• WHAT TO WORK ON:
Return the lines from the start of the data through the line with "fn query(&self) ->". Include both of those lines and no others.

• EXTRACTED RECORDS:
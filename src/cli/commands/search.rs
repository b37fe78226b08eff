use crate::bio::TaxonomicRank;
use crate::cli::output::*;
use crate::core::config::{default_config, load_config};
use crate::index::searcher::{MatchOutcome, MatchResult, PartialClassification, Searcher};
use crate::index::{MatchType, NameIndex};
use clap::Args;
use colored::*;
use std::io::Write;
use std::path::{Path, PathBuf};

#[derive(Args, Debug)]
pub struct SearchArgs {
    /// Exported backbone directory
    #[arg(short, long, value_name = "DIR")]
    pub index: PathBuf,

    /// Matching configuration (TOML, [matching] section)
    #[arg(short = 'c', long, value_name = "FILE")]
    pub config: Option<PathBuf>,

    /// Scientific name to search for
    #[arg(short, long)]
    pub name: Option<String>,

    #[arg(long)]
    pub rank: Option<String>,

    #[arg(long)]
    pub authorship: Option<String>,

    #[arg(long)]
    pub kingdom: Option<String>,

    #[arg(long)]
    pub phylum: Option<String>,

    #[arg(long)]
    pub class: Option<String>,

    #[arg(long)]
    pub order: Option<String>,

    #[arg(long)]
    pub family: Option<String>,

    #[arg(long)]
    pub genus: Option<String>,

    #[arg(long)]
    pub specific_epithet: Option<String>,

    #[arg(long)]
    pub infraspecific_epithet: Option<String>,

    /// Look up a taxon identifier instead of a name
    #[arg(long, conflicts_with_all = ["name", "batch"])]
    pub id: Option<String>,

    /// Match every row of a classification CSV
    #[arg(long, value_name = "CSV")]
    pub batch: Option<PathBuf>,

    /// Where batch results go (default: stdout)
    #[arg(short, long, value_name = "CSV", requires = "batch")]
    pub output: Option<PathBuf>,

    /// Output format (text, json)
    #[arg(long, default_value = "text")]
    pub format: String,
}

impl SearchArgs {
    fn query(&self) -> anyhow::Result<PartialClassification> {
        let rank = match self.rank.as_deref() {
            Some(label) => Some(
                TaxonomicRank::parse(label)
                    .ok_or_else(|| anyhow::anyhow!("Unknown rank: {}", label))?,
            ),
            None => None,
        };
        Ok(PartialClassification {
            scientific_name: self.name.clone(),
            authorship: self.authorship.clone(),
            rank,
            kingdom: self.kingdom.clone(),
            phylum: self.phylum.clone(),
            class: self.class.clone(),
            order: self.order.clone(),
            family: self.family.clone(),
            genus: self.genus.clone(),
            specific_epithet: self.specific_epithet.clone(),
            infraspecific_epithet: self.infraspecific_epithet.clone(),
        })
    }
}

pub fn run(args: SearchArgs) -> anyhow::Result<()> {
    let config = match &args.config {
        Some(path) => load_config(path)?,
        None => default_config(),
    };
    let index = NameIndex::load(&args.index)?;
    tracing::debug!("Index holds {} entries", index.len());
    let searcher = Searcher::new(index, config.matching);

    if let Some(batch) = &args.batch {
        return run_batch(&searcher, batch, args.output.as_deref());
    }

    let result = match &args.id {
        Some(id) => match searcher.search_by_id(id) {
            Some(candidate) => MatchResult::unique(candidate, MatchType::TaxonId),
            None => {
                warning(&format!("No taxon with identifier {}", id));
                return Ok(());
            }
        },
        None => {
            let query = args.query()?;
            if query == PartialClassification::default() {
                anyhow::bail!("Give a name, a classification, an --id or a --batch file");
            }
            searcher.search_by_classification(&query)
        }
    };

    match args.format.as_str() {
        "json" => println!("{}", serde_json::to_string_pretty(&result)?),
        _ => print_result(&result),
    }
    Ok(())
}

fn print_result(result: &MatchResult) {
    section_header("Match");
    let errors: Vec<&str> = result.errors.iter().map(|e| e.title()).collect();
    let mut items = vec![
        ("Outcome", result.outcome_label().to_string()),
        (
            "Match type",
            result
                .match_type
                .map(|t| t.title().to_string())
                .unwrap_or_else(|| "-".to_string()),
        ),
        ("Issues", errors.join(", ")),
    ];
    if let Some(name) = &result.cleaned_name {
        items.push(("Cleaned name", name.clone()));
    }
    tree(&items);

    match &result.outcome {
        MatchOutcome::NotFound => empty("No match"),
        MatchOutcome::Unique(candidate) => {
            let taxon = candidate.taxon();
            success(&format!(
                "{} {} [{}] {}",
                taxon.scientific_name.bold(),
                taxon.authorship.as_deref().unwrap_or(""),
                taxon.rank,
                taxon.taxon_id.dimmed()
            ));
            if candidate.accepted.is_some() {
                info(&format!(
                    "Matched synonym {} ({})",
                    candidate.entry.scientific_name, candidate.entry.taxon_id
                ));
            }
        }
        MatchOutcome::Ambiguous(candidates) => {
            warning("Ambiguous: several taxa share this name");
            let mut table = create_standard_table();
            table.set_header(vec![
                header_cell("Taxon"),
                header_cell("Name"),
                header_cell("Rank"),
                header_cell("Kingdom"),
                header_cell("Family"),
                header_cell("Match"),
                header_cell("Priority"),
            ]);
            for candidate in candidates {
                let taxon = candidate.taxon();
                table.add_row(vec![
                    taxon.taxon_id.clone(),
                    format!(
                        "{} {}",
                        taxon.scientific_name,
                        taxon.authorship.as_deref().unwrap_or("")
                    ),
                    taxon.rank.to_string(),
                    taxon.classification.kingdom.clone().unwrap_or_default(),
                    taxon.classification.family.clone().unwrap_or_default(),
                    format!("{:.3}", candidate.metrics.match_score),
                    candidate.metrics.priority.to_string(),
                ]);
            }
            println!("{}", table);
        }
    }
}

const BATCH_COLUMNS: [&str; 10] = [
    "scientificName",
    "outcome",
    "taxonID",
    "acceptedNameUsageID",
    "matchedName",
    "taxonRank",
    "matchType",
    "matchScore",
    "priority",
    "issues",
];

fn run_batch(searcher: &Searcher, input: &Path, output: Option<&Path>) -> anyhow::Result<()> {
    let mut reader = csv::Reader::from_path(input)?;
    let queries = reader
        .deserialize()
        .collect::<Result<Vec<PartialClassification>, _>>()?;
    tracing::info!("Matching {} queries from {}", queries.len(), input.display());

    let results = searcher.search_batch(&queries);

    let sink: Box<dyn Write> = match output {
        Some(path) => Box::new(std::fs::File::create(path)?),
        None => Box::new(std::io::stdout().lock()),
    };
    let mut writer = csv::Writer::from_writer(sink);
    writer.write_record(BATCH_COLUMNS)?;
    let mut found = 0;
    for (query, result) in queries.iter().zip(&results) {
        let best = result.best();
        let issues: Vec<&str> = result.errors.iter().map(|e| e.title()).collect();
        if result.is_found() {
            found += 1;
        }
        writer.write_record([
            query.scientific_name.clone().unwrap_or_default(),
            result.outcome_label().to_string(),
            best.map(|c| c.entry.taxon_id.clone()).unwrap_or_default(),
            best.and_then(|c| c.accepted.as_ref())
                .map(|a| a.taxon_id.clone())
                .unwrap_or_default(),
            best.map(|c| c.taxon().scientific_name.clone()).unwrap_or_default(),
            best.map(|c| c.taxon().rank.to_string()).unwrap_or_default(),
            result.match_type.map(|t| t.title().to_string()).unwrap_or_default(),
            best.map(|c| format!("{:.3}", c.metrics.match_score)).unwrap_or_default(),
            best.map(|c| c.metrics.priority.to_string()).unwrap_or_default(),
            issues.join("|"),
        ])?;
    }
    writer.flush()?;
    if output.is_some() {
        success(&format!(
            "Matched {} of {} queries",
            format_number(found),
            format_number(queries.len())
        ));
    }
    Ok(())
}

• RESPONSE TO THE TASK:
filename src/cli/commands/search.rs
repository b37fe78226b08eff
use crate::bio::TaxonomicRank;
use crate::cli::output::*;
use crate::core::config::{default_config, load_config};
use crate::index::searcher::{MatchOutcome, MatchResult, PartialClassification, Searcher};
use crate::index::{MatchType, NameIndex};
use clap::Args;
use colored::*;
use std::io::Write;
use std::path::{Path, PathBuf};

#[derive(Args, Debug)]
pub struct SearchArgs {
    /// Exported backbone directory
    #[arg(short, long, value_name = "DIR")]
    pub index: PathBuf,

    /// Matching configuration (TOML, [matching] section)
    #[arg(short = 'c', long, value_name = "FILE")]
    pub config: Option<PathBuf>,

    /// Scientific name to search for
    #[arg(short, long)]
    pub name: Option<String>,

    #[arg(long)]
    pub rank: Option<String>,

    #[arg(long)]
    pub authorship: Option<String>,

    #[arg(long)]
    pub kingdom: Option<String>,

    #[arg(long)]
    pub phylum: Option<String>,

    #[arg(long)]
    pub class: Option<String>,

    #[arg(long)]
    pub order: Option<String>,

    #[arg(long)]
    pub family: Option<String>,

    #[arg(long)]
    pub genus: Option<String>,

    #[arg(long)]
    pub specific_epithet: Option<String>,

    #[arg(long)]
    pub infraspecific_epithet: Option<String>,

    /// Look up a taxon identifier instead of a name
    #[arg(long, conflicts_with_all = ["name", "batch"])]
    pub id: Option<String>,

    /// Match every row of a classification CSV
    #[arg(long, value_name = "CSV")]
    pub batch: Option<PathBuf>,

    /// Where batch results go (default: stdout)
    #[arg(short, long, value_name = "CSV", requires = "batch")]
    pub output: Option<PathBuf>,

    /// Output format (text, json)
    #[arg(long, default_value = "text")]
    pub format: String,
}

impl SearchArgs {
    fn query(&self) -> anyhow::Result<PartialClassification> {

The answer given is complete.